Selon l’expert, le gouvernement agit tout simplement en fonction de sa capacité de payer.
« On pourrait difficilement comprendre que nos écoles et notre système de santé soient dans un pire état qu’ils le sont déjà » pour se payer des autoroutes neuves, dit-il.
Un trop grand réseau?
Avec seulement huit millions d’habitants, le Québec doit gérer un réseau de plus de 30 000 km, l’un des plus vastes d’Amérique du Nord.
« Ça fait moins de 270 personnes par kilomètre, dit M. Bergeron. Si vous faites le même calcul pour l’Ontario, ils ont 21 000 km de route et ils sont 15 millions [d’habitants]. Ça, ça veut dire qu’ils sont plus de 700 par kilomètre... Ça change la donne ! J’ai travaillé en Europe et ils ont environ 4000 personnes par kilomètre... »
Pourtant, les projets d’expansion se multiplient.
Troisième lien à Québec, prolongement de l’autoroute 19 dans la métropole... La province construit-elle trop de routes pour ses capacités d’entretien ? Le porte-parole du MTQ, Guillaume Paradis, a refusé de laisser son expert répondre. « Ce sont des choix politiques », a-t-il justifié.
Idéalement, le Québec aurait bien besoin de reconstruire le gros de son réseau. Les ingénieurs qui l’ont conçu, dans les années 1960 et 1970, ont sous-estimé la circulation future. Les entrepreneurs ont appliqué des couches d’asphalte trop minces et ont lésiné sur la qualité des fondations.
L’heure de payer
Cinquante ans plus tard, c’est l’heure de payer. Mais « les besoins dépassent les ressources », dit M. Bergeron. « On ne peut pas reconstruire tout. »
Seulement 15 % de routes québécoises ont été construites, reconstruites ou durablement réparées dans les 10 dernières années.
Dans le reste du réseau, le MTQ se débrouille en appliquant de nouvelles couches d’enrobé bitumineux sur des chaussées abîmées... et les fissures remontent.

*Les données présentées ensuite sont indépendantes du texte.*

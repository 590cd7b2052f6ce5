//! EMV tag-length-value encoding.
//!
//! Each field is a two-digit tag, a two-digit decimal length, then the
//! value. Lengths count bytes, and payloads are pure ASCII, so bytes and
//! characters coincide.

use std::fmt;

/// Largest value a two-digit length prefix can describe.
pub const MAX_VALUE_LEN: usize = 99;

/// A two-digit EMV tag, `00` through `99`.
#[derive(Clone, Copy, PartialEq, Eq, Hash, PartialOrd, Ord)]
pub struct Tag(u8);

impl Tag {
    /// Create a tag from its numeric identifier.
    ///
    /// Panics if `id > 99`.
    pub const fn new(id: u8) -> Self {
        assert!(id <= 99, "EMV tags are two decimal digits");
        Self(id)
    }

    /// Parse a tag from its two-digit text form.
    pub fn parse(s: &str) -> Option<Self> {
        match s.as_bytes() {
            [hi, lo] if hi.is_ascii_digit() && lo.is_ascii_digit() => {
                Some(Self((hi - b'0') * 10 + (lo - b'0')))
            }
            _ => None,
        }
    }

    /// The numeric identifier.
    pub const fn id(self) -> u8 {
        self.0
    }
}

impl fmt::Display for Tag {
    fn fmt(&self, f: &mut fmt::Formatter<'_>) -> fmt::Result {
        write!(f, "{:02}", self.0)
    }
}

impl fmt::Debug for Tag {
    fn fmt(&self, f: &mut fmt::Formatter<'_>) -> fmt::Result {
        write!(f, "Tag({:02})", self.0)
    }
}

/// Tags used by PIX static charges.
pub mod tags {
    use super::Tag;

    pub const PAYLOAD_FORMAT_INDICATOR: Tag = Tag::new(0);
    pub const POINT_OF_INITIATION_METHOD: Tag = Tag::new(1);
    pub const MERCHANT_ACCOUNT_INFORMATION: Tag = Tag::new(26);
    pub const MERCHANT_CATEGORY_CODE: Tag = Tag::new(52);
    pub const TRANSACTION_CURRENCY: Tag = Tag::new(53);
    pub const TRANSACTION_AMOUNT: Tag = Tag::new(54);
    pub const COUNTRY_CODE: Tag = Tag::new(58);
    pub const MERCHANT_NAME: Tag = Tag::new(59);
    pub const MERCHANT_CITY: Tag = Tag::new(60);
    pub const ADDITIONAL_DATA_FIELD: Tag = Tag::new(62);
    pub const CRC16: Tag = Tag::new(63);

    /// Sub-tags of the merchant account information template (26).
    pub mod account {
        use super::Tag;

        pub const GLOBALLY_UNIQUE_IDENTIFIER: Tag = Tag::new(0);
        pub const PIX_KEY: Tag = Tag::new(1);
    }

    /// Sub-tags of the additional data field template (62).
    pub mod additional {
        use super::Tag;

        pub const REFERENCE_LABEL: Tag = Tag::new(5);
    }
}

/// Encode a single field: `tag || len(value) as 2 digits || value`.
///
/// Panics if `tag` is not exactly two ASCII digits or if `value` is longer
/// than [`MAX_VALUE_LEN`] bytes. Both are caller bugs; longer content must
/// be split into a nested template first.
pub fn encode_field(tag: &str, value: &str) -> String {
    let tag = Tag::parse(tag).unwrap_or_else(|| panic!("malformed EMV tag {tag:?}"));
    let mut buf = String::with_capacity(4 + value.len());
    encode_field_into(&mut buf, tag, value);
    buf
}

/// Append an encoded field to `buf`.
///
/// Panics if `value` is longer than [`MAX_VALUE_LEN`] bytes.
pub fn encode_field_into(buf: &mut String, tag: Tag, value: &str) {
    assert!(
        value.len() <= MAX_VALUE_LEN,
        "value for tag {tag} is {} bytes, limit is {MAX_VALUE_LEN}",
        value.len()
    );
    buf.push_str(&format!("{tag}{:02}", value.len()));
    buf.push_str(value);
}
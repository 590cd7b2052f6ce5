//! Error types for charge generation.

use pix_charge_core::EncodeError;
use thiserror::Error;

/// Errors that can occur while producing a charge for an invoice.
#[derive(Debug, Error)]
pub enum ChargeError {
    /// The payload encoder rejected the request.
    #[error("encode error: {0}")]
    Encode(#[from] EncodeError),

    /// None of the payee's documents or emails is a usable PIX key.
    #[error("payee has no usable PIX key")]
    MissingPayeeKey,

    /// Configuration could not be loaded.
    #[error("invalid configuration: {0}")]
    Config(String),
}

/// Result type for charge operations.
pub type Result<T> = std::result::Result<T, ChargeError>;
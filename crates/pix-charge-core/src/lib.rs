//! # PIX Charge Core
//!
//! Pure codec for static PIX charges in the EMV QR Code Merchant-Presented
//! Mode format.
//!
//! This crate contains no I/O and no logging. Every function is a pure
//! transformation of its input and is safe to call from any thread.
//!
//! ## Pipeline
//!
//! - [`mod@sanitize`] folds free text (merchant name, city) into `[A-Z0-9 ]`
//! - [`tlv`] renders tag-length-value fields, nested one level deep
//! - [`mod@crc`] computes the CRC-16/CCITT-FALSE closing field
//! - [`payload`] lays out the fields in their fixed order and seals them
//!
//! ```rust
//! use pix_charge_core::{build_payload, verify_payload, ChargeRequest};
//!
//! let req = ChargeRequest::new("11144477735", "João da Silva", "São Paulo");
//! let payload = build_payload(&req).unwrap();
//! assert!(payload.starts_with("000201010212"));
//!
//! let decoded = verify_payload(&payload).unwrap();
//! assert_eq!(decoded.merchant_name(), Some("JOAO DA SILVA"));
//! ```

pub mod amount;
pub mod crc;
pub mod decode;
pub mod error;
pub mod key;
pub mod payload;
pub mod sanitize;
pub mod tlv;
pub mod types;

pub use amount::format_amount;
pub use crc::{crc16_ccitt, crc16_hex};
pub use decode::{parse_fields, verify_payload, DecodedPayload, TlvField};
pub use error::{DecodeError, EncodeError, MandatoryField};
pub use key::{PixKey, PixKeyKind};
pub use payload::{build_payload, charge_fields, encode_fields, Field};
pub use sanitize::sanitize;
pub use tlv::{encode_field, Tag};
pub use types::ChargeRequest;
//! Payload assembly.
//!
//! A static charge is an ordered list of [`Field`]s. The order and the
//! optional entries are data, not control flow: [`charge_fields`] lays out
//! the template and [`encode_fields`] walks it.

use crate::amount::format_amount;
use crate::crc::{crc16_ccitt, crc16_hex};
use crate::error::{EncodeError, MandatoryField};
use crate::key::PixKey;
use crate::sanitize::{sanitize, MAX_CITY_LEN, MAX_NAME_LEN};
use crate::tlv::{encode_field_into, tags, Tag};
use crate::types::ChargeRequest;

/// Globally unique identifier of the PIX arrangement (tag 26, sub-tag 00).
pub const PIX_GUI: &str = "br.gov.bcb.pix";

/// Payload format indicator value.
pub const PAYLOAD_FORMAT: &str = "01";

/// Point of initiation method for a reusable (static) code.
pub const STATIC_INITIATION: &str = "12";

/// Merchant category code for "not informed".
pub const UNCLASSIFIED_MCC: &str = "0000";

/// ISO 4217 numeric code for the Brazilian real.
pub const CURRENCY_BRL: &str = "986";

/// ISO 3166 country code.
pub const COUNTRY_BR: &str = "BR";

/// EMV limit on the reference label sub-field (tag 62, sub-tag 05).
pub const MAX_REFERENCE_LEN: usize = 25;

/// Tag and length of the trailing CRC field, covered by the checksum.
pub const CRC_PREFIX: &str = "6304";

/// One step of the payload template.
#[derive(Debug, Clone, PartialEq, Eq)]
pub enum Field {
    /// A constant mandated by the format.
    Fixed(Tag, &'static str),
    /// A value computed from the request.
    Value(Tag, String),
    /// A template whose value is the concatenation of its children.
    Nested(Tag, Vec<Field>),
    /// A field emitted only when present.
    Conditional(Option<Box<Field>>),
}

impl Field {
    /// Wrap an optional field.
    pub fn optional(field: Option<Field>) -> Self {
        Self::Conditional(field.map(Box::new))
    }

    /// Append this field's encoding to `buf`.
    pub fn encode_into(&self, buf: &mut String) {
        match self {
            Self::Fixed(tag, value) => encode_field_into(buf, *tag, value),
            Self::Value(tag, value) => encode_field_into(buf, *tag, value),
            Self::Nested(tag, children) => {
                let inner = encode_fields(children);
                encode_field_into(buf, *tag, &inner);
            }
            Self::Conditional(Some(field)) => field.encode_into(buf),
            Self::Conditional(None) => {}
        }
    }
}

/// Concatenate the encodings of `fields` in order.
pub fn encode_fields(fields: &[Field]) -> String {
    let mut buf = String::new();
    for field in fields {
        field.encode_into(&mut buf);
    }
    buf
}

/// Validate `req` and lay out its fields, CRC excluded.
///
/// Every value produced here is within its TLV limit, so encoding the
/// result cannot panic.
pub fn charge_fields(req: &ChargeRequest) -> Result<Vec<Field>, EncodeError> {
    let key = PixKey::parse(&req.payee_key)?;

    let amount = req.amount.map(format_amount).transpose()?;

    let name = sanitize(&req.payee_name, MAX_NAME_LEN);
    if name.is_empty() {
        return Err(EncodeError::EmptyMandatoryField(MandatoryField::MerchantName));
    }
    let city = sanitize(&req.payee_city, MAX_CITY_LEN);
    if city.is_empty() {
        return Err(EncodeError::EmptyMandatoryField(MandatoryField::MerchantCity));
    }

    let reference = match req.transaction_id.as_deref() {
        Some(id) if !id.is_empty() => Some(reference_label(id)?),
        _ => None,
    };

    Ok(vec![
        Field::Fixed(tags::PAYLOAD_FORMAT_INDICATOR, PAYLOAD_FORMAT),
        Field::Fixed(tags::POINT_OF_INITIATION_METHOD, STATIC_INITIATION),
        Field::Nested(
            tags::MERCHANT_ACCOUNT_INFORMATION,
            vec![
                Field::Fixed(tags::account::GLOBALLY_UNIQUE_IDENTIFIER, PIX_GUI),
                Field::Value(tags::account::PIX_KEY, key.as_str().to_string()),
            ],
        ),
        Field::Fixed(tags::MERCHANT_CATEGORY_CODE, UNCLASSIFIED_MCC),
        Field::Fixed(tags::TRANSACTION_CURRENCY, CURRENCY_BRL),
        Field::optional(amount.map(|a| Field::Value(tags::TRANSACTION_AMOUNT, a))),
        Field::Fixed(tags::COUNTRY_CODE, COUNTRY_BR),
        Field::Value(tags::MERCHANT_NAME, name),
        Field::Value(tags::MERCHANT_CITY, city),
        Field::optional(reference.map(|r| {
            Field::Nested(
                tags::ADDITIONAL_DATA_FIELD,
                vec![Field::Value(tags::additional::REFERENCE_LABEL, r)],
            )
        })),
    ])
}

/// Truncate a transaction id to the reference label limit.
///
/// The id is not filtered, but it must be printable ASCII to keep the
/// payload ASCII.
fn reference_label(id: &str) -> Result<String, EncodeError> {
    if !id.bytes().all(|b| (0x20..=0x7e).contains(&b)) {
        return Err(EncodeError::InvalidTransactionId);
    }
    Ok(id[..id.len().min(MAX_REFERENCE_LEN)].to_string())
}

/// Append the CRC field to an encoded body.
pub fn seal(mut body: String) -> String {
    body.push_str(CRC_PREFIX);
    let crc = crc16_ccitt(body.as_bytes());
    body.push_str(&crc16_hex(crc));
    body
}

/// Build the complete static charge payload for `req`.
///
/// Returns either a full payload, CRC included, or an error; never a
/// partial string.
pub fn build_payload(req: &ChargeRequest) -> Result<String, EncodeError> {
    let fields = charge_fields(req)?;
    Ok(seal(encode_fields(&fields)))
}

« On se retrouve avec des recouvrements qui ne peuvent pas performer très bien là-dedans », mentionne M. Bergeron.
Résultat : les autoroutes sont sous respirateur artificiel. « On a une approche au ministère qui est de faire beaucoup, beaucoup de renforcements d’autoroutes, reconnaît l’ingénieur. C’est un legs de tout ça. »
Moins d’improvisation
M. Bergeron est tout de même fier de ce que le MTQ arrive à faire avec les fonds que lui attribuent les décideurs.
« Avec ce montant-là, il faut optimiser, dit-il. Et c’est ce que le ministère fait de mieux en mieux. Par rapport aux années 1990, on est pas mal mieux équipés en termes de connaissance du réseau, où intervenir et comment. Il y a moins d’improvisation. »
Quant à l’hiver québécois, il a le dos large quand vient le temps d’expliquer le piteux état des routes.
« Ne jouons pas à l’autruche... Une chaussée en excellent état résiste beaucoup mieux », affirme-t-il.